Patterns of binding of aluminum-containing adjuvants to Haemophilus influenzae type b and meningococcal group C conjugate vaccines and components

The basis of Haemophilus influenzae type b (Hib) and Neisseria meningitidis serogroup C (MenC) glycoconjugates binding to aluminum-containing adjuvants was studied. By measuring the amount of polysaccharide and protein in the non-adsorbed supernatant, the adjuvant, aluminum phosphate, AlPO(4), was found to be less efficient than aluminum hydroxide, Al(OH)(3) at binding to the conjugates, at concentrations relevant to licensed vaccine formulations and when equimolar.
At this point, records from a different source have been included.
impl Encode for Event {
    fn encode(&self, buf: &mut Vec<u8>) {
        self.user_data.encode(buf);
        self.errno.encode(buf);
        self.event_type.encode(buf);
        self.nbytes.encode(buf);
        self.flags.encode(buf);
    }
}

impl Decode for Event {
    fn decode(d: &mut CallDecoder<'_>) -> Result<Self, DecodeError> {
        Ok(Self {
            user_data: d.decode()?,
            errno: d.decode()?,
            event_type: d.decode()?,
            nbytes: d.decode()?,
            flags: d.decode()?,
        })
    }
}

impl Encode for SocketAddress {
    fn encode(&self, buf: &mut Vec<u8>) {
        match self {
            Self::Inet { addr, port } => {
                0u8.encode(buf);
                buf.extend_from_slice(addr);
                port.encode(buf);
            }
            Self::Inet6 { addr, port } => {
                1u8.encode(buf);
                buf.extend_from_slice(addr);
                port.encode(buf);
            }
            Self::Unix { path } => {
                2u8.encode(buf);
                path.encode(buf);
            }
        }
    }
}

impl Decode for SocketAddress {
    fn decode(d: &mut CallDecoder<'_>) -> Result<Self, DecodeError> {
        match u8::decode(d)? {
            0 => Ok(Self::Inet {
                addr: d.array()?,
                port: d.decode()?,
            }),
            1 => Ok(Self::Inet6 {
                addr: d.array()?,
                port: d.decode()?,
            }),
            2 => Ok(Self::Unix { path: d.decode()? }),
            tag => Err(DecodeError::InvalidTag {
                what: "socket address",
                tag,
            }),
        }
    }
}

// ── Scatter/gather buffers ──────────────────────────────────────

/// Total length of a set of buffers.
pub fn capacity<B: Deref<Target = [u8]>>(bufs: &[B]) -> usize {
    bufs.iter().map(|b| b.len()).sum()
}

/// Guest-supplied output buffers, encoded as one blob of their content.
pub struct Gather<'a, 'b>(pub &'a [IoSlice<'b>]);

impl Encode for Gather<'_, '_> {
    fn encode(&self, buf: &mut Vec<u8>) {
        (capacity(self.0) as u32).encode(buf);
        for iov in self.0 {
            buf.extend_from_slice(iov);
        }
    }
}

/// The first `len` bytes of host-filled buffers, encoded as one blob.
pub struct Filled<'a, 'b> {
    iovs: &'a [IoSliceMut<'b>],
    len: usize,
}

impl<'a, 'b> Filled<'a, 'b> {
    /// Describe the first `len` bytes of `iovs`. `len` is clamped to their
    /// capacity.
    pub fn new(iovs: &'a [IoSliceMut<'b>], len: usize) -> Self {
        Self {
            iovs,
            len: len.min(capacity(iovs)),
        }
    }
}

impl Encode for Filled<'_, '_> {
    fn encode(&self, buf: &mut Vec<u8>) {
        (self.len as u32).encode(buf);
        let mut left = self.len;
        for iov in self.iovs {
            if left == 0 {
                break;
            }
            let n = left.min(iov.len());
            buf.extend_from_slice(&iov[..n]);
            left -= n;
        }
    }
}

/// Copy `data` across `iovs` in order. Returns the bytes copied.
pub fn scatter(data: &[u8], iovs: &mut [IoSliceMut<'_>]) -> usize {
    let mut copied = 0;
    for iov in iovs.iter_mut() {
        if copied == data.len() {
            break;
        }
        let n = (data.len() - copied).min(iov.len());
        iov[..n].copy_from_slice(&data[copied..copied + n]);
        copied += n;
    }
    copied
}

// ── Call payloads ───────────────────────────────────────────────

const OUTCOME_OK: u8 = 0;
const OUTCOME_ERR: u8 = 1;

/// Append a call payload: parameters followed by the outcome.
pub fn encode_call<P, T>(buf: &mut Vec<u8>, params: &P, outcome: Result<&T, Errno>)
where
    P: Encode + ?Sized,
    T: Encode + ?Sized,
{
    let len_at = buf.len();
    buf.extend_from_slice(&[0; 4]);
    params.encode(buf);
    let params_len = (buf.len() - len_at - 4) as u32;
    buf[len_at..len_at + 4].copy_from_slice(&params_len.to_le_bytes());
    match outcome {
        Ok(value) => {
            OUTCOME_OK.encode(buf);
            value.encode(buf);
        }
        Err(errno) => {
            OUTCOME_ERR.encode(buf);
            errno.encode(buf);
        }
    }
}

/// Split a call payload into its encoded parameters and outcome.
pub fn split_call(payload: &[u8]) -> Result<(&[u8], &[u8]), DecodeError> {
    let mut d = CallDecoder::new(payload);
    let params = d.blob()?;
    let at = d.offset();
    Ok((params, &payload[at..]))
}

/// Decode an outcome produced by [`encode_call`].
pub fn decode_outcome<T: Decode>(outcome: &[u8]) -> Result<Result<T, Errno>, DecodeError> {
    let mut d = CallDecoder::new(outcome);
    let result = match u8::decode(&mut d)? {
        OUTCOME_OK => Ok(T::decode(&mut d)?),
        OUTCOME_ERR => Err(Errno::decode(&mut d)?),
        tag => {
            return Err(DecodeError::InvalidTag {
                what: "outcome",
                tag,
            })
        }
    };
    d.finish()?;
    Ok(result)
}

/// Decode the parameters of a call payload.
pub fn decode_params<P: Decode>(payload: &[u8]) -> Result<P, DecodeError> {
    let (params, _) = split_call(payload)?;
    let mut d = CallDecoder::new(params);
    let value = P::decode(&mut d)?;
    d.finish()?;
    Ok(value)
}

#[cfg(test)]
mod tests {
    use super::*;
    use proptest::prelude::*;

    fn call<P: Encode + ?Sized, T: Encode + ?Sized>(params: &P, outcome: Result<&T, Errno>) -> Vec<u8> {
        let mut buf = Vec::new();
        encode_call(&mut buf, params, outcome);
        buf
    }

    #[test]
    fn payload_layout_is_frozen() {
        let payload = call(&(Fd(1), 7u32), Ok(&3usize));
        assert_eq!(
            payload,
            [
                8, 0, 0, 0, // params_len
                1, 0, 0, 0, // fd
                7, 0, 0, 0, // u32
                0, // ok
                3, 0, 0, 0, 0, 0, 0, 0, // usize as u64
            ]
        );

        let payload = call::<_, ()>(&Fd(9), Err(Errno::BADF));
        assert_eq!(payload, [4, 0, 0, 0, 9, 0, 0, 0, 1, 8, 0]);
    }

    #[test]
    fn outcome_roundtrip() {
        let payload = call(&"path", Ok(&FileStat {
            size: 42,
            ..FileStat::default()
        }));
        let (params, outcome) = split_call(&payload).unwrap();
        assert_eq!(params, &[4, 0, 0, 0, b'p', b'a', b't', b'h']);
        let stat: FileStat = decode_outcome(outcome).unwrap().unwrap();
        assert_eq!(stat.size, 42);

        let payload = call::<_, FileStat>(&"path", Err(Errno::NOENT));
        let (_, outcome) = split_call(&payload).unwrap();
        assert_eq!(decode_outcome::<FileStat>(outcome).unwrap(), Err(Errno::NOENT));
    }

    #[test]
    fn outcome_with_trailing_bytes_rejected() {
        let mut payload = call(&(), Ok(&1u32));
        payload.push(0);
        let (_, outcome) = split_call(&payload).unwrap();
        assert_eq!(
            decode_outcome::<u32>(outcome),
            Err(DecodeError::TrailingBytes { remaining: 1 })
        );
    }

    #[test]
    fn invalid_outcome_tag_rejected() {
        let payload = [0, 0, 0, 0, 7];
        let (_, outcome) = split_call(&payload).unwrap();
        assert!(matches!(
            decode_outcome::<()>(outcome),
            Err(DecodeError::InvalidTag { what: "outcome", tag: 7 })
        ));
    }

    #[test]
    fn invalid_utf8_rejected() {
        let blob = [2, 0, 0, 0, 0xC3, 0x28];
        let mut d = CallDecoder::new(&blob);
        assert_eq!(
            d.decode::<String>(),
            Err(DecodeError::InvalidUtf8 { offset: 0 })
        );
    }

    #[test]
    fn huge_sequence_length_fails_without_allocating() {
        let blob = u32::MAX.to_le_bytes();
        let mut d = CallDecoder::new(&blob);
        assert!(matches!(
            d.decode::<Vec<String>>(),
            Err(DecodeError::Truncated { .. })
        ));
    }

    #[test]
    fn gather_concatenates_content() {
        let a = [1u8, 2];
        let b = [3u8];
        let iovs = [IoSlice::new(&a), IoSlice::new(&b)];
        let mut buf = Vec::new();
        Gather(&iovs).encode(&mut buf);
        assert_eq!(buf, [3, 0, 0, 0, 1, 2, 3]);
        // A gathered blob decodes as plain bytes.
        assert_eq!(CallDecoder::new(&buf).decode::<Vec<u8>>().unwrap(), [1, 2, 3]);
    }

    #[test]
    fn filled_takes_prefix_and_scatter_restores_it() {
        let mut a = [1u8, 2];
        let mut b = [3u8, 4];
        let iovs = [IoSliceMut::new(&mut a), IoSliceMut::new(&mut b)];
        let mut buf = Vec::new();
        Filled::new(&iovs, 3).encode(&mut buf);
        assert_eq!(buf, [3, 0, 0, 0, 1, 2, 3]);

        let mut x = [0u8; 1];
        let mut y = [0u8; 4];
        let mut out = [IoSliceMut::new(&mut x), IoSliceMut::new(&mut y)];
        assert_eq!(scatter(&[9, 8, 7], &mut out), 3);
        assert_eq!(x, [9]);
        assert_eq!(y, [8, 7, 0, 0]);
    }

    #[test]
    fn scatter_stops_at_capacity() {
        let mut x = [0u8; 2];
        let mut out = [IoSliceMut::new(&mut x)];
        assert_eq!(scatter(&[1, 2, 3, 4], &mut out), 2);
        assert_eq!(x, [1, 2]);
    }

    fn arb_address() -> impl Strategy<Value = SocketAddress> {
        prop_oneof![
            (any::<[u8; 4]>(), any::<u16>()).prop_map(|(addr, port)| SocketAddress::Inet { addr, port }),
            (any::<[u8; 16]>(), any::<u16>())
                .prop_map(|(addr, port)| SocketAddress::Inet6 { addr, port }),
            "[a-z/]{0,24}".prop_map(|path| SocketAddress::Unix { path }),
        ]
    }

    fn arb_subscription() -> impl Strategy<Value = Subscription> {
        let kind = prop_oneof![
            (any::<u32>(), any::<u64>(), any::<u64>(), any::<u16>()).prop_map(
                |(id, timeout, precision, flags)| SubscriptionKind::Clock {
                    id,
                    timeout,
                    precision,
                    flags,
                }
            ),
            any::<u32>().prop_map(|fd| SubscriptionKind::FdRead(Fd(fd))),
            any::<u32>().prop_map(|fd| SubscriptionKind::FdWrite(Fd(fd))),
        ];
        (any::<u64>(), kind).prop_map(|(user_data, kind)| Subscription { user_data, kind })
    }

    proptest! {
        #[test]
        fn address_roundtrip(addr in arb_address()) {
            let payload = call(&(), Ok(&addr));
            let (_, outcome) = split_call(&payload).unwrap();
            prop_assert_eq!(decode_outcome::<SocketAddress>(outcome).unwrap(), Ok(addr));
        }

        #[test]
        fn subscriptions_roundtrip(subs in proptest::collection::vec(arb_subscription(), 0..8)) {
            let payload = call(subs.as_slice(), Ok(&()));
            let back: Vec<Subscription> = decode_params(&payload).unwrap();
            prop_assert_eq!(back, subs);
        }

        #[test]
        fn strings_roundtrip(args in proptest::collection::vec(".{0,16}", 0..6)) {
            let payload = call(&(), Ok(&args));
            let (_, outcome) = split_call(&payload).unwrap();
            prop_assert_eq!(decode_outcome::<Vec<String>>(outcome).unwrap(), Ok(args));
        }
    }
}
At neutral pH, binding of TT conjugates to AlPO(4) was facilitated through the carrier protein, with only weak binding of AlPO(4) to CRM(197) being observed. There was slightly higher binding of either adjuvant to tetanus toxoid conjugates, than to CRM(197) conjugates. This was verified in AlPO(4) formulations containing DTwP–Hib, where the adsorption of TT-conjugated Hib was higher than CRM(197)-conjugated Hib. At neutral pH, the anionic Hib and MenC polysaccharides did not appreciably bind to AlPO(4), but did bind to Al(OH)(3), due to electrostatic interactions. Phosphate ions reduced the binding of the conjugates to the adjuvants. These patterns of adjuvant adsorption can form the basis for future formulation studies with individual and combination vaccines containing saccharide-protein conjugates.